══ EXERCISE DATA ══

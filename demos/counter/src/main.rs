// This Source Code Form is subject to the terms of the Mozilla Public
// License, v. 2.0. If a copy of the MPL was not distributed with this
// file, You can obtain one at https://mozilla.org/MPL/2.0/.

use kobold::prelude::*;
use kobold_component::prelude::*;
use log::info;
use wasm_bindgen::UnwrapThrowExt;
use web_sys::HtmlElement;

mod state;

use state::{Counter, CounterAction};

#[component]
fn counter<'a>(
    store: &'a Hook<Store<Counter>>,
    id: &'static str,
    on_increment: fn(u32),
) -> impl View + 'a {
    let count = store.state(id).count;

    let onclick = store.bind(move |store, _: MouseEvent<HtmlElement>| {
        store.send(id, CounterAction::Increment { on_increment });
    });

    view! {
        <button {onclick}>"Increment "{ count }</button>
    }
}

fn counter_one_incremented(count: u32) {
    gloo_console::log!("Counter one incremented", count);
}

fn counter_two_incremented(count: u32) {
    gloo_console::log!("Counter two incremented", count);
}

fn app(store: &Hook<Store<Counter>>) -> impl View + '_ {
    view! {
        <div>
            <h2>"Counter component demo"</h2>
            <!counter {store} id="one" on_increment={counter_one_incremented}>
            <br>
            <!counter {store} id="two" on_increment={counter_two_incremented}>
        </div>
    }
}

fn main() {
    wasm_logger::init(wasm_logger::Config::default());

    let mut router = Router::new("/");

    router
        .add_route("/", || {
            stateful(
                || Store::<Counter>::new().with_initial("two", Counter { count: 10 }),
                app,
            )
        })
        .unwrap_throw();

    info!("starting counter component demo");

    router.start().unwrap_throw();
}
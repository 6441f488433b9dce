// This Source Code Form is subject to the terms of the Mozilla Public
// License, v. 2.0. If a copy of the MPL was not distributed with this
// file, You can obtain one at https://mozilla.org/MPL/2.0/.

use kobold_component::{Model, Store};

#[derive(Debug, PartialEq)]
pub struct Title {
    pub title: String,
}

impl Title {
    pub fn new(title: impl Into<String>) -> Self {
        Title {
            title: title.into(),
        }
    }
}

pub enum TitleAction {
    UpdateTitle { title: String },
}

impl Model for Title {
    const NAMESPACE: &'static str = "title";

    type State = Title;
    type Action = TitleAction;

    fn init() -> Title {
        Title::new("Default title")
    }

    fn reduce(_: &Title, action: TitleAction) -> Title {
        match action {
            TitleAction::UpdateTitle { title } => Title { title },
        }
    }
}

/// Handle a new input value for the instance `id`: report it to `on_update`,
/// then store it as the title.
pub fn input(store: &mut Store<Title>, id: &str, value: String, on_update: fn(&str)) {
    on_update(&value);
    store.send(id, TitleAction::UpdateTitle { title: value });
}

#[cfg(test)]
mod tests {
    use std::cell::RefCell;

    use super::*;

    thread_local! {
        static REPORTED: RefCell<Vec<String>> = RefCell::new(Vec::new());
    }

    fn record(title: &str) {
        REPORTED.with(|reported| reported.borrow_mut().push(title.into()));
    }

    fn reported() -> Vec<String> {
        REPORTED.with(|reported| reported.take())
    }

    fn update(title: &str) -> TitleAction {
        TitleAction::UpdateTitle {
            title: title.into(),
        }
    }

    #[test]
    fn default_title() {
        let store = Store::<Title>::new();

        assert_eq!(store.state("one").title, "Default title");
    }

    #[test]
    fn update_replaces_title() {
        let mut store = Store::<Title>::new().with_initial("two", Title::new("Easy!"));

        store.send("two", update("X"));

        assert_eq!(store.state("two"), &Title::new("X"));
    }

    #[test]
    fn empty_title() {
        let mut store = Store::<Title>::new();

        store.send("one", update(""));

        assert_eq!(store.state("one").title, "");
    }

    #[test]
    fn instances_are_independent() {
        let mut store = Store::<Title>::new().with_initial("two", Title::new("Easy!"));

        store.send("one", update("Hello"));

        assert_eq!(store.state("one").title, "Hello");
        assert_eq!(store.state("two").title, "Easy!");
    }

    #[test]
    fn input_reports_then_updates() {
        let mut store = Store::<Title>::new().with_initial("two", Title::new("Easy!"));

        input(&mut store, "two", "X".into(), record);

        assert_eq!(store.state("two"), &Title::new("X"));
        assert_eq!(reported(), ["X"]);
    }

    #[test]
    fn input_reports_each_value_once() {
        let mut store = Store::<Title>::new();

        input(&mut store, "one", "a".into(), record);
        input(&mut store, "one", "ab".into(), record);

        assert_eq!(store.state("one").title, "ab");
        assert_eq!(store.state("two").title, "Default title");
        assert_eq!(reported(), ["a", "ab"]);
    }
}
// This Source Code Form is subject to the terms of the Mozilla Public
// License, v. 2.0. If a copy of the MPL was not distributed with this
// file, You can obtain one at https://mozilla.org/MPL/2.0/.

use kobold::prelude::*;
use kobold_component::prelude::*;
use log::info;
use wasm_bindgen::UnwrapThrowExt;
use web_sys::HtmlInputElement;

mod state;

use state::Title;

#[component]
fn title<'a>(
    store: &'a Hook<Store<Title>>,
    id: &'static str,
    on_update: fn(&str),
) -> impl View + 'a {
    let title = store.state(id).title.as_str();

    let oninput = store.bind(move |store, e: Event<HtmlInputElement>| {
        state::input(store, id, e.target().value(), on_update);
    });

    view! {
        <div>
            <input value={ ref title } {oninput}>
            { ref title }
        </div>
    }
}

fn title_one_updated(title: &str) {
    gloo_console::log!("Title one updated", title);
}

fn title_two_updated(title: &str) {
    gloo_console::log!("Title two updated", title);
}

fn app(store: &Hook<Store<Title>>) -> impl View + '_ {
    view! {
        <div>
            <h2>"Title component demo"</h2>
            <!title {store} id="one" on_update={title_one_updated}>
            <br>
            <!title {store} id="two" on_update={title_two_updated}>
        </div>
    }
}

fn main() {
    wasm_logger::init(wasm_logger::Config::default());

    let mut router = Router::new("/");

    router
        .add_route("/", || {
            stateful(
                || Store::<Title>::new().with_initial("two", Title::new("Easy!")),
                app,
            )
        })
        .unwrap_throw();

    info!("starting title component demo");

    router.start().unwrap_throw();
}
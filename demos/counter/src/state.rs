// This Source Code Form is subject to the terms of the Mozilla Public
// License, v. 2.0. If a copy of the MPL was not distributed with this
// file, You can obtain one at https://mozilla.org/MPL/2.0/.

use kobold_component::Model;

/// Count of clicks. Stops at `u32::MAX` instead of overflowing.
#[derive(Debug, Clone, Copy, PartialEq)]
pub struct Counter {
    pub count: u32,
}

pub enum CounterAction {
    /// Add one to the count, then report the new count to `on_increment`.
    Increment { on_increment: fn(u32) },
}

impl Model for Counter {
    const NAMESPACE: &'static str = "counter";

    type State = Counter;
    type Action = CounterAction;

    fn init() -> Counter {
        Counter { count: 0 }
    }

    fn reduce(state: &Counter, action: CounterAction) -> Counter {
        match action {
            CounterAction::Increment { on_increment } => {
                let count = state.count.saturating_add(1);

                on_increment(count);

                Counter { count }
            }
        }
    }
}
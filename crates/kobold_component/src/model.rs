// This Source Code Form is subject to the terms of the Mozilla Public
// License, v. 2.0. If a copy of the MPL was not distributed with this
// file, You can obtain one at https://mozilla.org/MPL/2.0/.

use std::fmt::Debug;

/// Describes the state of a reusable component.
///
/// Every instance of the component gets its own `State`, created from [`init`](Model::init)
/// unless the application seeds a different initial value for it. The state only ever
/// changes through [`reduce`](Model::reduce).
pub trait Model: 'static {
    /// Key under which the state of all instances is kept.
    const NAMESPACE: &'static str;

    type State: Debug + 'static;

    /// Payload for the reducer. Components with more than one reducer use an enum
    /// with one variant per reducer.
    type Action;

    /// Default state for instances without an initial override.
    fn init() -> Self::State;

    /// Produce the next state of an instance.
    ///
    /// The returned value replaces the previous state entirely, nothing is merged.
    fn reduce(state: &Self::State, action: Self::Action) -> Self::State;
}
// This Source Code Form is subject to the terms of the Mozilla Public
// License, v. 2.0. If a copy of the MPL was not distributed with this
// file, You can obtain one at https://mozilla.org/MPL/2.0/.

use std::collections::btree_map::{self, BTreeMap};
use std::fmt::{self, Debug};

use log::debug;

use crate::Model;

/// State of all instances of the component described by `M`.
///
/// Instances are identified by string ids. An instance that has neither been seeded
/// with [`with_initial`](Store::with_initial) nor received an action reads the
/// default state of the model.
pub struct Store<M: Model> {
    default: M::State,
    slices: BTreeMap<Box<str>, M::State>,
}

impl<M: Model> Store<M> {
    pub fn new() -> Self {
        Store {
            default: M::init(),
            slices: BTreeMap::new(),
        }
    }

    /// Seed the initial state of the instance `id`, overriding the model default.
    pub fn with_initial(mut self, id: &str, state: M::State) -> Self {
        self.slices.insert(id.into(), state);
        self
    }

    pub fn namespace(&self) -> &'static str {
        M::NAMESPACE
    }

    /// Current state of the instance `id`.
    pub fn state(&self, id: &str) -> &M::State {
        self.slices.get(id).unwrap_or(&self.default)
    }

    /// Returns `true` if the instance `id` has its own state, either seeded or
    /// produced by the reducer.
    pub fn contains(&self, id: &str) -> bool {
        self.slices.contains_key(id)
    }

    pub fn len(&self) -> usize {
        self.slices.len()
    }

    pub fn is_empty(&self) -> bool {
        self.slices.is_empty()
    }

    /// Iterate over instances with their own state, ordered by id.
    pub fn instances(&self) -> Instances<M::State> {
        Instances(self.slices.iter())
    }

    /// Run the reducer of the model for the instance `id` and store its result.
    pub fn send(&mut self, id: &str, action: M::Action) -> &M::State {
        let prev = self.state(id);
        let next = M::reduce(prev, action);

        debug!("{}/{id}: {prev:?} -> {next:?}", M::NAMESPACE);

        match self.slices.get_mut(id) {
            Some(slot) => *slot = next,
            None => {
                self.slices.insert(id.into(), next);
            }
        }

        self.state(id)
    }
}

impl<M: Model> Default for Store<M> {
    fn default() -> Self {
        Store::new()
    }
}

impl<M: Model> Debug for Store<M> {
    fn fmt(&self, f: &mut fmt::Formatter) -> fmt::Result {
        f.debug_struct("Store")
            .field("namespace", &M::NAMESPACE)
            .field("default", &self.default)
            .field("slices", &self.slices)
            .finish()
    }
}

/// Iterator over the instances of a [`Store`](Store).
pub struct Instances<'a, S>(btree_map::Iter<'a, Box<str>, S>);

impl<'a, S> Iterator for Instances<'a, S> {
    type Item = (&'a str, &'a S);

    fn next(&mut self) -> Option<Self::Item> {
        self.0.next().map(|(id, state)| (&**id, state))
    }

    fn size_hint(&self) -> (usize, Option<usize>) {
        self.0.size_hint()
    }
}

#[cfg(test)]
mod tests {
    use super::*;

    #[derive(Debug, PartialEq)]
    struct Named {
        name: String,
        edits: u32,
    }

    enum Edit {
        Rename(&'static str),
        Clear,
    }

    struct Editor;

    impl Model for Editor {
        const NAMESPACE: &'static str = "editor";

        type State = Named;
        type Action = Edit;

        fn init() -> Named {
            Named {
                name: "Default".into(),
                edits: 0,
            }
        }

        fn reduce(state: &Named, action: Edit) -> Named {
            let name = match action {
                Edit::Rename(name) => name.into(),
                Edit::Clear => String::new(),
            };

            Named {
                name,
                edits: state.edits + 1,
            }
        }
    }

    fn named(name: &str, edits: u32) -> Named {
        Named {
            name: name.into(),
            edits,
        }
    }

    #[test]
    fn reads_default_without_creating_slices() {
        let store = Store::<Editor>::new();

        assert_eq!(store.state("one"), &named("Default", 0));
        assert!(!store.contains("one"));
        assert!(store.is_empty());
    }

    #[test]
    fn initial_override() {
        let store = Store::<Editor>::new().with_initial("two", named("Easy!", 0));

        assert_eq!(store.state("one"), &named("Default", 0));
        assert_eq!(store.state("two"), &named("Easy!", 0));
        assert_eq!(store.len(), 1);
    }

    #[test]
    fn later_seed_wins() {
        let store = Store::<Editor>::new()
            .with_initial("two", named("first", 0))
            .with_initial("two", named("second", 0));

        assert_eq!(store.state("two"), &named("second", 0));
        assert_eq!(store.len(), 1);
    }

    #[test]
    fn send_replaces_state() {
        let mut store = Store::<Editor>::new().with_initial("two", named("Easy!", 5));

        assert_eq!(store.send("two", Edit::Rename("X")), &named("X", 6));
        assert_eq!(store.send("two", Edit::Clear), &named("", 7));
        assert_eq!(store.state("two"), &named("", 7));
    }

    #[test]
    fn send_to_unseeded_starts_from_default() {
        let mut store = Store::<Editor>::new();

        store.send("one", Edit::Rename("Hello"));

        assert!(store.contains("one"));
        assert_eq!(store.state("one"), &named("Hello", 1));
    }

    #[test]
    fn instances_are_independent() {
        let mut store = Store::<Editor>::new().with_initial("two", named("Easy!", 0));

        store.send("one", Edit::Rename("changed"));
        store.send("one", Edit::Rename("again"));

        assert_eq!(store.state("one"), &named("again", 2));
        assert_eq!(store.state("two"), &named("Easy!", 0));
    }

    #[test]
    fn instances_in_id_order() {
        let mut store = Store::<Editor>::new().with_initial("two", named("b", 0));

        store.send("one", Edit::Rename("a"));

        let ids: Vec<_> = store.instances().map(|(id, state)| (id, state.name.as_str())).collect();

        assert_eq!(ids, [("one", "a"), ("two", "b")]);
    }

    #[test]
    fn namespace() {
        assert_eq!(Store::<Editor>::default().namespace(), "editor");
    }
}
use std::fs;
use std::path::Path;
use std::sync::{Arc, Mutex};

use tch::{CModule, Device, Kind, nn::ModuleT};

use super::{DetectionError, DetectionResult, Normalization, image_to_tensor};

const INPUT_SIZE: u32 = 640;

/// Last-resort object detector (TorchScript export producing one
/// [x1, y1, x2, y2, confidence, class] row per detection). Only the single
/// highest-confidence detection above the threshold is reported.
#[derive(Clone)]
pub struct ObjectDetector {
    model: Arc<Mutex<CModule>>,
    class_names: Vec<String>,
    threshold: f64,
    device: Device,
}

impl ObjectDetector {
    pub fn load(
        model_path: &Path,
        labels_path: &Path,
        threshold: f64,
    ) -> Result<Self, DetectionError> {
        let device = Device::cuda_if_available();
        let model = CModule::load_on_device(model_path, device)?;

        let labels = fs::read_to_string(labels_path).map_err(|e| {
            DetectionError::Unavailable(format!(
                "detector classes unreadable at {}: {e}",
                labels_path.display()
            ))
        })?;
        let class_names: Vec<String> = serde_json::from_str(&labels)
            .map_err(|e| DetectionError::Unavailable(format!("detector classes invalid: {e}")))?;

        log::info!(
            "Loaded object detector with {} classes on {:?} (threshold {threshold})",
            class_names.len(),
            device
        );

        Ok(Self {
            model: Arc::new(Mutex::new(model)),
            class_names,
            threshold,
            device,
        })
    }

    pub fn predict(&self, image: &[u8]) -> Result<DetectionResult, DetectionError> {
        let tensor =
            image_to_tensor(image, INPUT_SIZE, Normalization::Unit)?.to_device(self.device);

        let output = self.model.lock().unwrap().forward_t(&tensor, false);
        let detections = output.to_kind(Kind::Float).view([-1, 6]);
        let rows = detections.size()[0];

        let mut best: Option<(f64, i64)> = None;
        for row in 0..rows {
            let confidence = detections.double_value(&[row, 4]);
            if confidence < self.threshold {
                continue;
            }
            if best.is_none_or(|(current, _)| confidence > current) {
                best = Some((confidence, detections.int64_value(&[row, 5])));
            }
        }

        let Some((confidence, class_idx)) = best else {
            return Err(DetectionError::NoFinding);
        };

        let raw_label = self
            .class_names
            .get(class_idx as usize)
            .cloned()
            .unwrap_or_else(|| "Unknown".to_string());

        Ok(DetectionResult::bare(raw_label, (confidence * 100.0) as f32))
    }
}
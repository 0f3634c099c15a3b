use super::{DEFAULT_KEY, TaxonomyStore};

/// Delimiter used by PlantVillage-style labels ("Tomato___Late_blight").
const CROP_DELIMITER: &str = "___";

/// Crop names that detectors prepend to free-text labels ("Tomato Early blight").
const CROP_PREFIXES: &[&str] = &[
    "tomato",
    "potato",
    "corn",
    "maize",
    "apple",
    "grape",
    "pepper",
    "strawberry",
    "peach",
    "cherry",
    "squash",
    "raspberry",
];

/// Pests get the generic leaf treatment; the taxonomy has no pest entries.
const PEST_KEYWORDS: &[&str] = &[
    "worm",
    "caterpillar",
    "aphid",
    "mite",
    "fly",
    "beetle",
    "borer",
];

const DISEASE_KEYWORDS: &[&str] = &[
    "blight", "spot", "rust", "mildew", "rot", "scab", "virus", "mosaic",
];

const PEST_FALLBACK_KEY: &str = "leaf_spot";

/// Maps a raw detector label onto a canonical taxonomy key.
///
/// The stages form a specificity cascade and their order is load-bearing:
/// exact key, then alias table, then pest keywords, then disease keywords,
/// then "default". Pure function of (label, taxonomy).
pub fn canonical_key(raw_label: &str, taxonomy: &TaxonomyStore) -> String {
    let disease_part = strip_crop(raw_label);
    let normalized = disease_part.to_lowercase().replace(' ', "_");

    if taxonomy.contains(&normalized) {
        return normalized;
    }

    if let Some(mapped) = taxonomy.alias(&normalized) {
        if taxonomy.contains(mapped) {
            return mapped.to_string();
        }
    }

    if PEST_KEYWORDS.iter().any(|kw| normalized.contains(kw))
        && taxonomy.contains(PEST_FALLBACK_KEY)
    {
        return PEST_FALLBACK_KEY.to_string();
    }

    for keyword in DISEASE_KEYWORDS {
        if !normalized.contains(keyword) {
            continue;
        }
        if let Some(key) = taxonomy.canonical_keys().find(|key| key.contains(keyword)) {
            return key.to_string();
        }
    }

    DEFAULT_KEY.to_string()
}

/// Discards the crop portion of a label: the segment before "___", or a
/// leading crop name from the fixed crop list. Unrecognized labels pass
/// through unchanged.
fn strip_crop(label: &str) -> &str {
    let mut segments = label.split(CROP_DELIMITER);
    segments.next();
    if let Some(disease) = segments.next() {
        return disease;
    }

    for crop in CROP_PREFIXES {
        let starts_with_crop = label
            .get(..crop.len())
            .is_some_and(|head| head.eq_ignore_ascii_case(crop));
        if starts_with_crop {
            return label[crop.len()..].trim();
        }
    }

    label
}

#[cfg(test)]
mod tests {
    use super::*;
    use shared::{Recommendation, Treatment};
    use std::collections::{BTreeMap, HashMap};

    fn entry(name: &str) -> Recommendation {
        Recommendation {
            chemical: Treatment {
                name: format!("{name} chemical"),
                active_ingredient: None,
                description: None,
                application_steps: None,
                where_to_buy: None,
                precautions: None,
                ingredients: None,
                effectiveness: None,
            },
            organic: Treatment {
                name: format!("{name} organic"),
                active_ingredient: None,
                description: None,
                application_steps: None,
                where_to_buy: None,
                precautions: None,
                ingredients: None,
                effectiveness: None,
            },
            preventive_measures: vec!["Inspect plants regularly".to_string()],
        }
    }

    fn store() -> TaxonomyStore {
        let mut diseases = BTreeMap::new();
        for key in [
            "leaf_blight",
            "powdery_mildew",
            "rust",
            "black_rot",
            "leaf_spot",
            "mosaic_virus",
            "default",
        ] {
            diseases.insert(key.to_string(), entry(key));
        }

        let mut aliases = HashMap::new();
        for (alias, target) in [
            ("late_blight", "leaf_blight"),
            ("early_blight", "leaf_blight"),
            ("leaf_mold", "powdery_mildew"),
            ("bacterial_spot", "leaf_spot"),
            ("septoria_leaf_spot", "leaf_spot"),
            ("target_spot", "leaf_spot"),
            ("leaf_scorch", "leaf_spot"),
            ("common_rust", "rust"),
            ("apple_scab", "leaf_spot"),
            ("tomato_yellow_leaf_curl_virus", "mosaic_virus"),
            ("tomato_mosaic_virus", "mosaic_virus"),
            ("fall_armyworm", "leaf_spot"),
            ("whitefly", "leaf_spot"),
        ] {
            aliases.insert(alias.to_string(), target.to_string());
        }

        TaxonomyStore::new(diseases, aliases)
    }

    #[test]
    fn plantvillage_delimiter_discards_crop() {
        assert_eq!(canonical_key("Tomato___Late_blight", &store()), "leaf_blight");
        assert_eq!(canonical_key("Apple___Black_rot", &store()), "black_rot");
    }

    #[test]
    fn crop_prefix_is_stripped_before_matching() {
        assert_eq!(canonical_key("Tomato Early blight", &store()), "leaf_blight");
        assert_eq!(canonical_key("potato late blight", &store()), "leaf_blight");
    }

    #[test]
    fn direct_key_wins_over_everything() {
        assert_eq!(canonical_key("Powdery mildew", &store()), "powdery_mildew");
        assert_eq!(canonical_key("rust", &store()), "rust");
    }

    #[test]
    fn alias_lookup_wins_over_keyword_fallback() {
        // "bacterial_spot" also contains the "spot" keyword; the alias table
        // must answer first.
        assert_eq!(canonical_key("Bacterial spot", &store()), "leaf_spot");
        assert_eq!(canonical_key("Apple___Apple_scab", &store()), "leaf_spot");
        assert_eq!(
            canonical_key("Tomato Yellow Leaf Curl Virus", &store()),
            "mosaic_virus"
        );
    }

    #[test]
    fn pest_keywords_map_to_generic_leaf_treatment() {
        assert_eq!(canonical_key("fall_armyworm", &store()), "leaf_spot");
        assert_eq!(canonical_key("whitefly", &store()), "leaf_spot");
        assert_eq!(canonical_key("stem borer", &store()), "leaf_spot");
        assert_eq!(canonical_key("spider mites", &store()), "leaf_spot");
    }

    #[test]
    fn disease_keyword_falls_back_to_first_matching_key() {
        assert_eq!(canonical_key("southern blight", &store()), "leaf_blight");
        assert_eq!(canonical_key("white rust of crucifers", &store()), "rust");
        assert_eq!(canonical_key("stem rot", &store()), "black_rot");
    }

    #[test]
    fn unknown_labels_resolve_to_default() {
        assert_eq!(canonical_key("Unknown_Disease_XYZ", &store()), "default");
        assert_eq!(canonical_key("", &store()), "default");
    }

    #[test]
    fn normalization_is_idempotent() {
        let store = store();
        let first = canonical_key("Tomato___Late_blight", &store);
        let second = canonical_key("Tomato___Late_blight", &store);
        assert_eq!(first, second);
    }

    #[test]
    fn crop_only_label_resolves_to_default() {
        assert_eq!(canonical_key("Tomato___", &store()), "default");
    }
}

═══

TASK TO COMPLETE: Find the word "BTreeMap" in the entries. Copy each line that holds it.

TASK OUTPUT:
use std::collections::btree_map::{self, BTreeMap};
    slices: BTreeMap<Box<str>, M::State>,
            slices: BTreeMap::new(),
    use std::collections::{BTreeMap, HashMap};
        let mut diseases = BTreeMap::new();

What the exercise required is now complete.